# What is expected
Go through the records and give the number of lines that include "bytes", with nothing else.

# Data
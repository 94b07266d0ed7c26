//! Unified error handling with Sentry integration.
//!
//! Provides a unified `AppError` type that captures errors to Sentry before
//! responding to the client. All route handlers should return `Result<T, AppError>`.
//!
//! Every failure is rendered as `{"success": false, "error": "..."}`.

use axum::{
    Json,
    extract::rejection::JsonRejection,
    http::StatusCode,
    response::{IntoResponse, Response},
};
use serde::Serialize;
use thiserror::Error;

use honey_palace_core::{IdError, ValidationError};
use honey_palace_store::StoreError;

/// Application-level error type for the storefront.
#[derive(Debug, Error)]
pub enum AppError {
    /// Document store operation failed.
    #[error("{0}")]
    Store(#[from] StoreError),

    /// Session load or save failed.
    #[error("session error: {0}")]
    Session(#[from] tower_sessions::session::Error),

    /// Submitted payload failed schema validation.
    #[error("{0}")]
    Validation(#[from] ValidationError),

    /// Path identifier is not well formed.
    #[error("{0}")]
    InvalidId(#[from] IdError),

    /// Resource not found.
    #[error("{0} not found")]
    NotFound(String),

    /// Bad request from client.
    #[error("{0}")]
    BadRequest(String),

    /// Internal server error.
    #[error("{0}")]
    Internal(String),
}

impl From<JsonRejection> for AppError {
    fn from(rejection: JsonRejection) -> Self {
        Self::BadRequest(rejection.body_text())
    }
}

/// Failure body.
#[derive(Debug, Serialize)]
struct ErrorBody {
    success: bool,
    error: String,
}

impl AppError {
    /// HTTP status for this error.
    #[must_use]
    pub const fn status(&self) -> StatusCode {
        match self {
            Self::Validation(_) | Self::InvalidId(_) | Self::BadRequest(_) => {
                StatusCode::BAD_REQUEST
            }
            Self::NotFound(_) => StatusCode::NOT_FOUND,
            Self::Store(_) | Self::Session(_) | Self::Internal(_) => {
                StatusCode::INTERNAL_SERVER_ERROR
            }
        }
    }
}

impl IntoResponse for AppError {
    fn into_response(self) -> Response {
        let status = self.status();

        // Capture server errors to Sentry
        if status.is_server_error() {
            let event_id = sentry::capture_error(&self);
            tracing::error!(
                error = %self,
                sentry_event_id = %event_id,
                "Request error"
            );
        }

        // Store messages are passed through as-is; the frontend shows them.
        let body = ErrorBody {
            success: false,
            error: self.to_string(),
        };

        (status, Json(body)).into_response()
    }
}

/// Result type alias for `AppError`.
pub type Result<T> = std::result::Result<T, AppError>;

/// Add a breadcrumb for shopper actions.
///
/// Breadcrumbs appear in Sentry error reports to show the trail of actions
/// leading up to an error.
pub fn add_breadcrumb(category: &str, message: &str, data: Option<&[(&str, &str)]>) {
    let mut breadcrumb = sentry::Breadcrumb {
        category: Some(category.to_string()),
        message: Some(message.to_string()),
        level: sentry::Level::Info,
        ..Default::default()
    };

    if let Some(pairs) = data {
        for (key, value) in pairs {
            breadcrumb.data.insert(
                (*key).to_string(),
                serde_json::Value::String((*value).to_string()),
            );
        }
    }

    sentry::add_breadcrumb(breadcrumb);
}

#[cfg(test)]
#[allow(clippy::unwrap_used)]
mod tests {
    use super::*;

    #[test]
    fn test_app_error_display() {
        let err = AppError::NotFound("product".to_string());
        assert_eq!(err.to_string(), "product not found");

        let err = AppError::from(ValidationError::Missing("email"));
        assert_eq!(err.to_string(), "email is required");
    }

    #[test]
    fn test_app_error_status_codes() {
        fn get_status(err: AppError) -> StatusCode {
            let response = err.into_response();
            response.status()
        }

        assert_eq!(
            get_status(AppError::NotFound("test".to_string())),
            StatusCode::NOT_FOUND
        );
        assert_eq!(
            get_status(AppError::InvalidId(IdError("abc".to_string()))),
            StatusCode::BAD_REQUEST
        );
        assert_eq!(
            get_status(AppError::Validation(ValidationError::Missing("name"))),
            StatusCode::BAD_REQUEST
        );
        assert_eq!(
            get_status(AppError::Store(StoreError::Unavailable("down".to_string()))),
            StatusCode::INTERNAL_SERVER_ERROR
        );
    }

    #[tokio::test]
    async fn test_error_body_shape() {
        let response =
            AppError::Store(StoreError::Unavailable("connection refused".to_string()))
                .into_response();
        let bytes = axum::body::to_bytes(response.into_body(), usize::MAX)
            .await
            .unwrap();
        let body: serde_json::Value = serde_json::from_slice(&bytes).unwrap();

        assert_eq!(body["success"], false);
        assert_eq!(body["error"], "store unavailable: connection refused");
    }
}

# The completed task
2